Yeah, thank you, Brad. That's a good question. Look, we see... We see, you know, several interests for the position. As you know, LNG is quite different from other shipping segments, and it, you know, has a longer-term view and a further forward fixing. So I would expect that, you know, that in the next quarter that the vessel will probably be locked in for a charter.
That's helpful. And switching gears maybe, so you talked about the prepayment of debt. I assume that doesn't change anything in terms of the terms of the loan or your ability to do things with your cash, like pay dividends or whatever. For now, it's still just a lower principal amount, basically. Is that fair?
Yeah, yeah, yeah, Ben, that's correct. Yeah, we just used the funds that were for a restricted cash collateral account, so we paid this debt, and that's the only thing that changed.
Okay, and as it relates to, yeah, we're still a little ways from refinancing that facility, but I assume if it comes due in mid-24 that you probably, maybe six months from now, are going to be looking to refinance it, I would guess. How do you think about the collateral value? I know that it's a pretty good time in the LNG market. Obviously, new buildings are a whole lot more expensive. There's, I believe, a little bit of less appetite for steam turbine ships. But as you think about sort of your ability to refinance that debt and the value of the underlying assets behind it, has that changed in your view materially in the last, I don't know, year?

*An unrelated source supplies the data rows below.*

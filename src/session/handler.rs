//! Handler contract and typed session events.
//!
//! Application code implements [`Handler`], overriding only the callbacks
//! it cares about. The dispatcher turns every transport notification into
//! one [`SessionEvent`] and hands it to [`deliver`], the single place that
//! maps events onto handler calls.
//!
//! # Example
//!
//! ```
//! use json_websocket::{Handler, JsonObject, Session};
//!
//! struct Echo;
//!
//! impl Handler for Echo {
//!     fn on_message(&self, session: &Session, message: JsonObject) {
//!         let _ = session.send(&message);
//!     }
//! }
//! ```

// ============================================================================
// Imports
// ============================================================================

use std::fmt;
use std::sync::Arc;
use std::time::Duration;

use parking_lot::RwLock;
use tracing::warn;

use crate::error::Error;
use crate::protocol::{CloseInfo, JsonObject};

use super::Session;

// ============================================================================
// Handler
// ============================================================================

/// Callbacks invoked for session events.
///
/// Every method has a no-op default except [`on_error`](Handler::on_error),
/// which logs at `warn`. Callbacks run on the connection's task; a panic
/// inside one is caught and logged, and later events are still delivered.
///
/// Callbacks may call back into the session (`send`, `ping`,
/// `disconnect`, `set_handler`) without deadlocking.
pub trait Handler: Send + Sync + 'static {
    /// The transport opened.
    fn on_connect(&self, _session: &Session) {}

    /// The transport closed. Called at most once per session.
    fn on_disconnect(&self, _session: &Session, _close: &CloseInfo) {}

    /// A text frame decoded to a JSON object.
    fn on_message(&self, _session: &Session, _message: JsonObject) {}

    /// A pong frame arrived.
    fn on_pong(&self, _session: &Session, _payload: &[u8]) {}

    /// A pong answered one of this session's timed pings.
    ///
    /// Always follows the [`on_pong`](Handler::on_pong) call for the same
    /// frame.
    fn on_pong_timed(&self, _session: &Session, _rtt: Duration) {}

    /// An inbound payload failed to decode or the transport faulted.
    fn on_error(&self, session: &Session, error: &Error) {
        warn!(session = %session, error = %error, "Unhandled session error");
    }
}

// ============================================================================
// SessionEvent
// ============================================================================

/// A typed session event.
#[derive(Debug)]
pub enum SessionEvent {
    /// Transport opened.
    Connected,
    /// Transport closed.
    Disconnected(CloseInfo),
    /// Decoded inbound message.
    Message(JsonObject),
    /// Pong payload.
    Pong(Vec<u8>),
    /// Round-trip time of a correlated timed ping.
    PongTimed(Duration),
    /// Decode failure or transport fault.
    Error(Error),
}

impl SessionEvent {
    /// Short name for logging.
    #[inline]
    #[must_use]
    pub fn kind(&self) -> &'static str {
        match self {
            Self::Connected => "connect",
            Self::Disconnected(_) => "disconnect",
            Self::Message(_) => "message",
            Self::Pong(_) => "pong",
            Self::PongTimed(_) => "pong_timed",
            Self::Error(_) => "error",
        }
    }
}

/// Invokes the handler callback matching `event`.
pub fn deliver(handler: &dyn Handler, session: &Session, event: SessionEvent) {
    match event {
        SessionEvent::Connected => handler.on_connect(session),
        SessionEvent::Disconnected(close) => handler.on_disconnect(session, &close),
        SessionEvent::Message(message) => handler.on_message(session, message),
        SessionEvent::Pong(payload) => handler.on_pong(session, &payload),
        SessionEvent::PongTimed(rtt) => handler.on_pong_timed(session, rtt),
        SessionEvent::Error(error) => handler.on_error(session, &error),
    }
}

// ============================================================================
// HandlerSlot
// ============================================================================

/// Swappable handler reference.
///
/// Readers take an `Arc` snapshot, so a swap never tears a dispatch in
/// progress and takes effect on the next event.
#[derive(Default)]
pub(crate) struct HandlerSlot {
    handler: RwLock<Option<Arc<dyn Handler>>>,
}

impl HandlerSlot {
    #[inline]
    pub(crate) fn set(&self, handler: Arc<dyn Handler>) {
        *self.handler.write() = Some(handler);
    }

    #[inline]
    pub(crate) fn clear(&self) {
        *self.handler.write() = None;
    }

    #[inline]
    pub(crate) fn get(&self) -> Option<Arc<dyn Handler>> {
        self.handler.read().clone()
    }
}

impl fmt::Debug for HandlerSlot {
    fn fmt(&self, f: &mut fmt::Formatter<'_>) -> fmt::Result {
        f.debug_struct("HandlerSlot")
            .field("installed", &self.handler.read().is_some())
            .finish()
    }
}

// ============================================================================
// Tests
// ============================================================================

#[cfg(test)]
mod tests {
    use super::*;

    use parking_lot::Mutex;

    use crate::error::DecodeError;

    #[derive(Default)]
    struct Recorder {
        calls: Mutex<Vec<String>>,
    }

    impl Handler for Recorder {
        fn on_message(&self, _session: &Session, message: JsonObject) {
            self.calls.lock().push(format!("message:{}", message.len()));
        }

        fn on_error(&self, _session: &Session, error: &Error) {
            self.calls.lock().push(format!("error:{}", error.is_decode_error()));
        }
    }

    struct Quiet;
    impl Handler for Quiet {}

    #[test]
    fn test_deliver_routes_by_kind() {
        let session = Session::new();
        let recorder = Recorder::default();

        let mut message = JsonObject::new();
        message.insert("k".into(), 1.into());
        deliver(&recorder, &session, SessionEvent::Message(message));
        deliver(
            &recorder,
            &session,
            SessionEvent::Error(Error::Decode(DecodeError::Empty)),
        );
        // Not overridden: default no-op.
        deliver(&recorder, &session, SessionEvent::Pong(vec![1]));

        assert_eq!(*recorder.calls.lock(), ["message:1", "error:true"]);
    }

    #[test]
    fn test_default_callbacks_are_noops() {
        let session = Session::new();
        deliver(&Quiet, &session, SessionEvent::Connected);
        deliver(&Quiet, &session, SessionEvent::PongTimed(Duration::from_millis(3)));
        deliver(&Quiet, &session, SessionEvent::Error(Error::NotConnected));
    }

    #[test]
    fn test_slot_swap() {
        let slot = HandlerSlot::default();
        assert!(slot.get().is_none());

        slot.set(Arc::new(Quiet));
        let snapshot = slot.get();
        slot.clear();

        assert!(snapshot.is_some());
        assert!(slot.get().is_none());
    }

    #[test]
    fn test_event_kind() {
        assert_eq!(SessionEvent::Connected.kind(), "connect");
        assert_eq!(SessionEvent::PongTimed(Duration::ZERO).kind(), "pong_timed");
    }
}
//! Session state machine, handler contract and event dispatch.
//!
//! # Modules
//!
//! | Module | Description |
//! |--------|-------------|
//! | `core` | [`Session`] and its lifecycle operations |
//! | `state` | [`SessionState`] |
//! | `handler` | [`Handler`] trait and [`SessionEvent`] |
//! | `dispatcher` | [`EventDispatcher`] |

// ============================================================================
// Submodules
// ============================================================================

/// Session type.
mod core;

/// Transport-to-handler dispatch.
pub mod dispatcher;

/// Handler contract.
pub mod handler;

/// Lifecycle state.
pub mod state;

// ============================================================================
// Re-exports
// ============================================================================

pub use core::Session;
pub use dispatcher::EventDispatcher;
pub use handler::{Handler, SessionEvent, deliver};
pub use state::SessionState;
//! WebSocket transport layer.
//!
//! This module is the seam between sessions and the framing library. A
//! session only sees two narrow interfaces:
//!
//! - [`TransportHandle`]: outbound operations on an open connection
//! - [`EventSink`]: where the connection delivers raw inbound events
//!
//! # Architecture
//!
//! ```text
//! ┌──────────────┐  send_text / send_ping / close   ┌──────────────────┐
//! │   Session    │─────────────────────────────────►│    Connection    │
//! │              │                                  │   (event loop)   │
//! │  Dispatcher  │◄─────────────────────────────────│  tokio-tungstenite│
//! └──────────────┘  Opened/Closed/Text/Pong/Error   └──────────────────┘
//! ```
//!
//! # Connection Lifecycle
//!
//! 1. `connector::open` (client) or the server's accept task completes the handshake
//! 2. `Connection::spawn` delivers [`TransportEvent::Opened`] and starts the event loop
//! 3. The loop delivers text, pong and error events in arrival order
//! 4. The loop delivers [`TransportEvent::Closed`] exactly once when it ends
//!
//! # Modules
//!
//! | Module | Description |
//! |--------|-------------|
//! | `connection` | Connection handle and event loop |
//! | `connector` | Client handshake, proxy tunnelling |

// ============================================================================
// Submodules
// ============================================================================

/// Connection handle and event loop.
pub mod connection;

/// Client-side handshake.
pub mod connector;

// ============================================================================
// Imports
// ============================================================================

use std::io::ErrorKind;
use std::sync::Arc;
use std::time::Duration;

use tokio_tungstenite::tungstenite::Error as WsError;
use tokio_tungstenite::tungstenite::error::ProtocolError;

use crate::error::{Error, Result};
use crate::protocol::{CloseInfo, CloseRequest};

// ============================================================================
// Re-exports
// ============================================================================

pub use connection::Connection;

// ============================================================================
// TransportHandle
// ============================================================================

/// Outbound operations on an open connection.
///
/// All methods are non-blocking: frames are queued and written by the
/// connection's own task. Success means the frame was accepted for
/// transmission, not that the peer received it.
pub trait TransportHandle: Send + Sync {
    /// Queues a text frame.
    ///
    /// # Errors
    ///
    /// - [`Error::ConnectionClosed`] if the connection is closing or closed
    /// - [`Error::QueueFull`] if the outbound queue is at its limit
    fn send_text(&self, text: String) -> Result<()>;

    /// Queues a ping control frame. Control frames bypass the queue limit.
    ///
    /// # Errors
    ///
    /// Returns [`Error::ConnectionClosed`] if the connection is closing or closed.
    fn send_ping(&self, payload: Vec<u8>) -> Result<()>;

    /// Starts the closing handshake.
    ///
    /// With a `timeout`, the socket is torn down once it elapses even if
    /// the peer never answers. Repeated calls are ignored.
    fn close(&self, request: CloseRequest, timeout: Option<Duration>);

    /// Returns `true` while frames can still be queued.
    fn is_open(&self) -> bool;
}

// ============================================================================
// TransportEvent
// ============================================================================

/// Raw notification from a connection.
pub enum TransportEvent {
    /// The connection is open; carries the handle for outbound traffic.
    Opened(Arc<dyn TransportHandle>),
    /// The connection ended. Delivered exactly once, last.
    Closed(CloseInfo),
    /// A text frame arrived.
    Text(String),
    /// A pong control frame arrived.
    Pong(Vec<u8>),
    /// The socket reported a fault.
    Error(TransportFault),
}

/// Receiver of [`TransportEvent`]s.
///
/// Called from the connection's task, one event at a time.
pub trait EventSink: Send + Sync {
    /// Handles one event.
    fn deliver(&self, event: TransportEvent);
}

// ============================================================================
// TransportFault
// ============================================================================

/// Classified socket fault.
#[derive(Debug)]
pub enum TransportFault {
    /// An I/O failure caused only by a close already in progress.
    ///
    /// Not an application-visible fault.
    ExpectedCloseRace {
        /// Description for diagnostics.
        detail: String,
    },
    /// Any other fault.
    Real(Error),
}

impl TransportFault {
    /// Classifies a framing-library error.
    ///
    /// `closing` is `true` when a local close was already requested.
    #[must_use]
    pub fn classify(err: WsError, closing: bool) -> Self {
        let expected = match &err {
            WsError::ConnectionClosed | WsError::AlreadyClosed => true,
            WsError::Io(io) => {
                closing
                    && matches!(
                        io.kind(),
                        ErrorKind::BrokenPipe
                            | ErrorKind::ConnectionReset
                            | ErrorKind::ConnectionAborted
                            | ErrorKind::NotConnected
                            | ErrorKind::UnexpectedEof
                    )
            }
            WsError::Protocol(ProtocolError::ResetWithoutClosingHandshake) => closing,
            _ => false,
        };

        if expected {
            Self::ExpectedCloseRace {
                detail: err.to_string(),
            }
        } else {
            Self::Real(Error::transport(err))
        }
    }

    /// Returns `true` for an expected close race.
    #[inline]
    #[must_use]
    pub fn is_expected(&self) -> bool {
        matches!(self, Self::ExpectedCloseRace { .. })
    }
}

// ============================================================================
// Tests
// ============================================================================

#[cfg(test)]
mod tests {
    use super::*;

    use std::io::Error as IoError;

    #[test]
    fn test_already_closed_is_expected() {
        assert!(TransportFault::classify(WsError::AlreadyClosed, false).is_expected());
        assert!(TransportFault::classify(WsError::ConnectionClosed, false).is_expected());
    }

    #[test]
    fn test_reset_is_expected_only_while_closing() {
        let reset = || WsError::Io(IoError::new(ErrorKind::ConnectionReset, "reset"));
        assert!(TransportFault::classify(reset(), true).is_expected());
        assert!(!TransportFault::classify(reset(), false).is_expected());
    }

    #[test]
    fn test_missing_close_handshake_is_expected_only_while_closing() {
        let reset = || WsError::Protocol(ProtocolError::ResetWithoutClosingHandshake);
        assert!(TransportFault::classify(reset(), true).is_expected());
        assert!(!TransportFault::classify(reset(), false).is_expected());
    }

    #[test]
    fn test_other_errors_are_real() {
        let err = WsError::Io(IoError::new(ErrorKind::PermissionDenied, "denied"));
        let fault = TransportFault::classify(err, true);
        assert!(matches!(fault, TransportFault::Real(Error::Transport { .. })));
    }
}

Let me, I mean, I can address the question on the steam turbine. So, of course, the vessels here are locked up on time charters. So, you know, they're all with, you know, securing energy for Europe. And as we kind of alluded to in the presentation, you know, there is, you know, there is good appetite for smaller vessels to feed the, you know, the European market, too, in terms of, you know, FSRU implications. It is difficult to, you know, to apply this, you know, this new large two-stroke, 174,000 cubic meter LNG ships to perfectly match, you know, an empty FSRU and discharge all of that cargo into, you know, into an equally sized FSRU. So, So, well, you know, we do see, first of all, we do see, you know, interest for smaller ships. Now, you know, our turbine ships, they are quite large. They are 150,000 cubic, which for a vessel that size is a big ship. And we would just like to point out that, you know, they are. Yeah, no, that's the point. And I think, Ben, I mean, remember, you know, three years ago when we refinanced, there was debt. We had, you know, it was a $675 million facility. By the time this one comes up for renewal, it's going to be $415 million. So that's going to be less than $70 million per vessel. I mean, so I think we're in a much better position, obviously. You know, the market fundamentals are also materially better than them. And, you know, obviously, we're not going to leave it for the last minute. we will start looking at the refinancing. You know, time passes very, very fast. It's already 2023, so I think within six months of 2023, you know, we will be looking into refinancing. Okay. Yeah, that's what I assumed. I appreciate the call.
Thanks, guys. Thank you. Thank you. Thank you. At this time, I'll turn the call over to Tony Larson for closing remarks.
We would like to thank you for your time and for listening in on our earnings call. We look forward to speaking with you again on our next call. Thank you very much.
This will conclude today's conference. May this connect your lines at this time. We thank you for your participation.